De nieuwe energietarieven komen niet vanuit de lucht vallen. Het is één van de eisen die door het Internationaal Monetair Fonds (IMF) wordt gesteld. Kijkende naar de bewegingen die de regering momenteel maakt, blijkt duidelijk dat de regering met het IMF in zee wil en zal gaan. Dat blijkt ook na al de gesprekken met bedrijfslevenorganisaties die uiteindelijk voor niets zijn geweest.
Assembleelid Dew Sharman had graag huishoudelijke zaken eerst op orde gezien, alvorens de regering met het IMF om de tafel ging. Het allerbelangrijkste volgens hem zou zijn het gezond maken van de Energiebedrijven Suriname (EBS), door de efficiëntie binnen het bedrijf omhoog te schroeven. Ook zouden al de gelden die vanwege corruptie zijn verdampt binnen de EBS moeten worden teruggehaald. “Voorgangers bij de EBS hebben gerotzooid, zijn met ontslag gegaan en krijgen uiteindelijk een gouden handdruk. Men moet daar ook aan werken. Verder nog moet men goed in overleg treden met het bedrijfsleven”, stelt Sharman.
Surinamers moeten weten waarvoor zij betalen
Het belangrijkste volgens Sharman bij het laatste punt is de transparantie zijdens de overheid. Surinamers moeten weten waarvoor zij betalen. Zoals de huidige tarieven zijn opgebouwd, heerst er volgens Sharman veel oneerlijkheid. ‘Een klein deel van de samenleving moet inkomen voor het overgrote deel van de samenleving.’ Echter benadrukt Sharman dat ook dat overgroot deel het moeilijk heeft en niet veel druk aan kan. “Ook donoren zullen ervan verzekerd willen zijn dat het geld dat zij verstrekken, niet in de consumptieve of corruptieve sfeer zal verdwijnen. Daarom stelt het IMF harde eisen. Als je als regering geen prudent financieel beleid weet te voeren, zal je op een bepaald moment helemaal klem zitten. Een regering met deze signatuur heeft telkens bewezen, gaten in de handen te hebben. Uiteindelijk heb je een lege kas”, zegt Sharman. Dit mag volgens de volksvertegenwoordiger niet zo blijven doorgaan.
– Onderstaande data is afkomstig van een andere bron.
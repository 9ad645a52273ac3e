//! Robust JSON extraction from free-form model output.
//!
//! The completion service gives no structural guarantee, so extraction
//! tries a fixed ladder of strategies, first success wins, every failure
//! silent:
//!
//! 1. Direct parse of the trimmed text
//! 2. Interior of the first fenced code block (```json or bare ```)
//! 3. First balanced `{...}` span
//! 4. First balanced `[...]` span
//! 5. Lenient repair (trailing commas, single-quote delimiters), then 3 again
//!
//! Absence of a parseable object is a normal outcome signaled by `None`;
//! nothing in this module can fail.

use regex::Regex;
use serde::de::DeserializeOwned;
use serde_json::Value;
use std::sync::LazyLock;

static FENCED_BLOCK_REGEX: LazyLock<Regex> =
    LazyLock::new(|| Regex::new(r"```(?:json)?\s*([\s\S]+?)```").unwrap());

static TRAILING_COMMA_REGEX: LazyLock<Regex> =
    LazyLock::new(|| Regex::new(r",\s*([}\]])").unwrap());

/// Extract a structured value from raw model output.
pub fn decode(raw: &str) -> Option<Value> {
    let text = raw.trim();
    if text.is_empty() {
        return None;
    }

    // 1. Direct parse.
    if let Ok(value) = serde_json::from_str::<Value>(text) {
        return Some(value);
    }

    // 2. Fenced code block interior.
    if let Some(caps) = FENCED_BLOCK_REGEX.captures(text) {
        if let Some(interior) = caps.get(1) {
            if let Ok(value) = serde_json::from_str::<Value>(interior.as_str().trim()) {
                return Some(value);
            }
        }
    }

    // 3. First balanced object span.
    if let Some(span) = balanced_span(text, '{', '}') {
        if let Ok(value) = serde_json::from_str::<Value>(span) {
            return Some(value);
        }
    }

    // 4. First balanced array span.
    if let Some(span) = balanced_span(text, '[', ']') {
        if let Ok(value) = serde_json::from_str::<Value>(span) {
            return Some(value);
        }
    }

    // 5. Lenient repair, then the object scan again.
    let repaired = TRAILING_COMMA_REGEX
        .replace_all(text, "$1")
        .replace('\'', "\"");
    if let Some(span) = balanced_span(&repaired, '{', '}') {
        if let Ok(value) = serde_json::from_str::<Value>(span) {
            return Some(value);
        }
    }

    None
}

/// Extract and deserialize into a concrete type.
///
/// A value that extracts but does not fit `T` is treated the same as no
/// value at all.
pub fn decode_as<T: DeserializeOwned>(raw: &str) -> Option<T> {
    decode(raw).and_then(|value| serde_json::from_value(value).ok())
}

/// First balanced `open...close` span, by depth counting.
///
/// Deliberately string-unaware: a brace inside a quoted string can cut the
/// span short, in which case the parse fails and the next strategy runs.
fn balanced_span(text: &str, open: char, close: char) -> Option<&str> {
    let start = text.find(open)?;
    let mut depth = 0usize;
    for (i, c) in text[start..].char_indices() {
        if c == open {
            depth += 1;
        } else if c == close {
            depth -= 1;
            if depth == 0 {
                return Some(&text[start..start + i + close.len_utf8()]);
            }
        }
    }
    None
}

#[cfg(test)]
mod tests {
    use super::*;
    use crate::models::{CriticReview, LabelPrediction};

    #[test]
    fn test_decode_direct_object() {
        let value = decode(r#"{"label": "POSITIVE", "confidence": 90}"#).unwrap();
        assert_eq!(value["label"], "POSITIVE");
    }

    #[test]
    fn test_decode_direct_array() {
        let value = decode(r#"[1, 2, 3]"#).unwrap();
        assert_eq!(value.as_array().unwrap().len(), 3);
    }

    #[test]
    fn test_decode_fenced_json_block() {
        let raw = "```json\n{\"label\":\"X\",\"confidence\":90,\"reasoning\":\"ok\"}\n```";
        let value = decode(raw).unwrap();
        assert_eq!(value["label"], "X");
        assert_eq!(value["confidence"], 90);
        assert_eq!(value["reasoning"], "ok");
    }

    #[test]
    fn test_decode_fenced_untagged_block() {
        let raw = "Here you go:\n```\n{\"label\": \"NEGATIVE\"}\n```\nHope that helps!";
        let value = decode(raw).unwrap();
        assert_eq!(value["label"], "NEGATIVE");
    }

    #[test]
    fn test_decode_braces_embedded_in_prose() {
        let raw = "Sure! The answer is {\"label\": \"NEUTRAL\", \"confidence\": 55} as requested.";
        let value = decode(raw).unwrap();
        assert_eq!(value["label"], "NEUTRAL");
    }

    #[test]
    fn test_decode_takes_first_balanced_object() {
        let raw = r#"{"label": "FIRST"} and later {"label": "SECOND"}"#;
        let value = decode(raw).unwrap();
        assert_eq!(value["label"], "FIRST");
    }

    #[test]
    fn test_decode_nested_object_spans_fully() {
        let raw = r#"prefix {"outer": {"inner": 1}, "n": 2} suffix"#;
        let value = decode(raw).unwrap();
        assert_eq!(value["outer"]["inner"], 1);
        assert_eq!(value["n"], 2);
    }

    #[test]
    fn test_decode_array_embedded_in_prose() {
        let raw = "criteria are [\"a\", \"b\"] as listed";
        let value = decode(raw).unwrap();
        assert_eq!(value.as_array().unwrap().len(), 2);
    }

    #[test]
    fn test_decode_repairs_trailing_comma() {
        let raw = r#"{"label": "MIXED", "confidence": 60,}"#;
        let value = decode(raw).unwrap();
        assert_eq!(value["label"], "MIXED");
    }

    #[test]
    fn test_decode_repairs_single_quotes() {
        let raw = "{'label': 'POSITIVE', 'confidence': 80}";
        let value = decode(raw).unwrap();
        assert_eq!(value["label"], "POSITIVE");
    }

    #[test]
    fn test_decode_plain_prose_is_none() {
        assert!(decode("I could not classify this item, sorry.").is_none());
        assert!(decode("").is_none());
        assert!(decode("   \n\t ").is_none());
    }

    #[test]
    fn test_decode_unbalanced_braces_is_none() {
        assert!(decode(r#"{"label": "TRUNCATED"#).is_none());
    }

    #[test]
    fn test_decode_as_prediction() {
        let raw = "```json\n{\"label\":\"POSITIVE\",\"confidence\":92,\"reasoning\":\"clear praise\"}\n```";
        let pred: LabelPrediction = decode_as(raw).unwrap();
        assert_eq!(pred.label, "POSITIVE");
        assert_eq!(pred.confidence, 92);
        assert!(pred.regions.is_empty());
    }

    #[test]
    fn test_decode_as_rejects_wrong_shape() {
        // Valid JSON, but not a CriticReview.
        let raw = r#"{"label": "POSITIVE", "confidence": 92, "reasoning": "x"}"#;
        assert!(decode_as::<CriticReview>(raw).is_none());
    }

    #[test]
    fn test_decode_as_review() {
        let raw = "verdict below\n{\"is_correct\": false, \"confidence_score\": 45, \"critique\": \"wrong polarity\"}";
        let review: CriticReview = decode_as(raw).unwrap();
        assert!(!review.is_correct);
        assert_eq!(review.confidence_score, 45);
    }
}
//! Layered configuration for the pipeline.
//!
//! Values resolve in three layers, later layers winning:
//! built-in defaults ← optional `labelpipe.toml` ← environment variables.
//!
//! # Configuration File Format
//!
//! ```toml
//! labeler_model = "gpt-5-mini"
//! critic_model = "gpt-5-mini"
//! temperature = 0.1
//! max_tokens = 4096
//! request_timeout_secs = 120
//! max_retries = 3
//! min_confidence_threshold = 85
//! review_queue_dir = "data/review_queue"
//! rubric_dir = "config/rubrics"
//! ```
//!
//! The API key is only ever read from the environment (`OPENAI_API_KEY`);
//! `main` loads a `.env` file first via `dotenvy`, so a key in `.env` works
//! the same as an exported variable.

use anyhow::{Context, Result};
use serde::Deserialize;
use std::path::{Path, PathBuf};
use tracing::warn;

fn default_base_url() -> String {
    "https://api.openai.com/v1".to_string()
}

fn default_model() -> String {
    "gpt-5-mini".to_string()
}

fn default_temperature() -> f64 {
    0.1
}

fn default_max_tokens() -> u32 {
    4096
}

fn default_request_timeout_secs() -> u64 {
    120
}

fn default_max_retries() -> u32 {
    3
}

fn default_min_confidence_threshold() -> u8 {
    85
}

fn default_review_queue_dir() -> PathBuf {
    PathBuf::from("data/review_queue")
}

fn default_rubric_dir() -> PathBuf {
    PathBuf::from("config/rubrics")
}

/// Runtime configuration, shared read-only across runs.
#[derive(Debug, Clone, Deserialize)]
pub struct Config {
    /// Completion-service API key; environment only, never the toml file.
    #[serde(skip)]
    pub api_key: String,
    #[serde(default = "default_base_url")]
    pub base_url: String,
    #[serde(default = "default_model")]
    pub labeler_model: String,
    #[serde(default = "default_model")]
    pub critic_model: String,
    #[serde(default = "default_temperature")]
    pub temperature: f64,
    #[serde(default = "default_max_tokens")]
    pub max_tokens: u32,
    #[serde(default = "default_request_timeout_secs")]
    pub request_timeout_secs: u64,
    /// Task-level critique-rejection budget.
    #[serde(default = "default_max_retries")]
    pub max_retries: u32,
    /// Confidence floor applied by the validator.
    #[serde(default = "default_min_confidence_threshold")]
    pub min_confidence_threshold: u8,
    #[serde(default = "default_review_queue_dir")]
    pub review_queue_dir: PathBuf,
    #[serde(default = "default_rubric_dir")]
    pub rubric_dir: PathBuf,
}

impl Default for Config {
    fn default() -> Self {
        // Deserializing an empty table applies every serde default.
        toml::from_str("").expect("empty config table deserializes with defaults")
    }
}

impl Config {
    /// Load configuration: defaults, then the toml file (explicit path, or
    /// `labelpipe.toml` in the current directory if present), then the
    /// environment.
    pub fn load(config_file: Option<&Path>) -> Result<Self> {
        let mut config = match config_file {
            Some(path) => Self::from_file(path)?,
            None => {
                let implicit = Path::new("labelpipe.toml");
                if implicit.exists() {
                    Self::from_file(implicit)?
                } else {
                    Self::default()
                }
            }
        };
        config.overlay(|key| std::env::var(key).ok());
        Ok(config)
    }

    fn from_file(path: &Path) -> Result<Self> {
        let content = std::fs::read_to_string(path)
            .with_context(|| format!("Failed to read config file {}", path.display()))?;
        toml::from_str(&content)
            .with_context(|| format!("Failed to parse config file {}", path.display()))
    }

    /// Apply environment-shaped overrides from an arbitrary lookup.
    ///
    /// Invalid numeric values keep the current value and log a warning
    /// rather than failing startup.
    pub fn overlay(&mut self, get: impl Fn(&str) -> Option<String>) {
        if let Some(v) = get("OPENAI_API_KEY") {
            self.api_key = v;
        }
        if let Some(v) = get("OPENAI_BASE_URL") {
            self.base_url = v;
        }
        if let Some(v) = get("LABELER_MODEL") {
            self.labeler_model = v;
        }
        if let Some(v) = get("CRITIC_MODEL") {
            self.critic_model = v;
        }
        overlay_parsed(&mut self.temperature, "TEMPERATURE", &get);
        overlay_parsed(&mut self.max_tokens, "MAX_TOKENS", &get);
        overlay_parsed(&mut self.request_timeout_secs, "REQUEST_TIMEOUT_SECS", &get);
        overlay_parsed(&mut self.max_retries, "LABELPIPE_MAX_RETRIES", &get);
        overlay_parsed(
            &mut self.min_confidence_threshold,
            "LABELPIPE_MIN_CONFIDENCE",
            &get,
        );
        if let Some(v) = get("LABELPIPE_REVIEW_QUEUE_DIR") {
            self.review_queue_dir = PathBuf::from(v);
        }
        if let Some(v) = get("LABELPIPE_RUBRIC_DIR") {
            self.rubric_dir = PathBuf::from(v);
        }
    }
}

fn overlay_parsed<T: std::str::FromStr>(
    slot: &mut T,
    key: &str,
    get: &impl Fn(&str) -> Option<String>,
) {
    if let Some(raw) = get(key) {
        match raw.parse::<T>() {
            Ok(value) => *slot = value,
            Err(_) => warn!(key, value = %raw, "ignoring unparseable config override"),
        }
    }
}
Tijdens de zittingsperiode van president Ronald Venetiaan zijn er ook acties gevoerd. Ook de Nationale Democratische Partij aarzelde niet om op straat te komen. Echter was de strijd toentertijd geïnitieerd door de vakbeweging, onder leiding van onder andere Ronald Hooghart. Ook deze keer zou dat volgens Sharman vanuit de vakbeweging moeten komen. “De politiek heeft haar verantwoordelijkheid. Die kunnen en zullen een keer mensen mobiliseren als de tijd daar is. Maar juist de mensen/de werkende klasse/arbeiders die het moeilijk hebben, zie je vandaag niet op straat. Dat heeft allemaal te maken met de angstsfeer die in het verleden is gekweekt”, stelt Sharman.
Aan de andere kant wordt ook gesteld dat de acties van de vakbeweging niet tot hun recht komen, omdat er teveel verdeeldheid is binnen de vakbeweging zelf. Sharman gelooft er niet veel van. Hij heeft nog hoop voor de vakbeweging. Het assembleelid ziet de vakbeweging zo meteen wel op één lijn komen en haar oude plek innemen.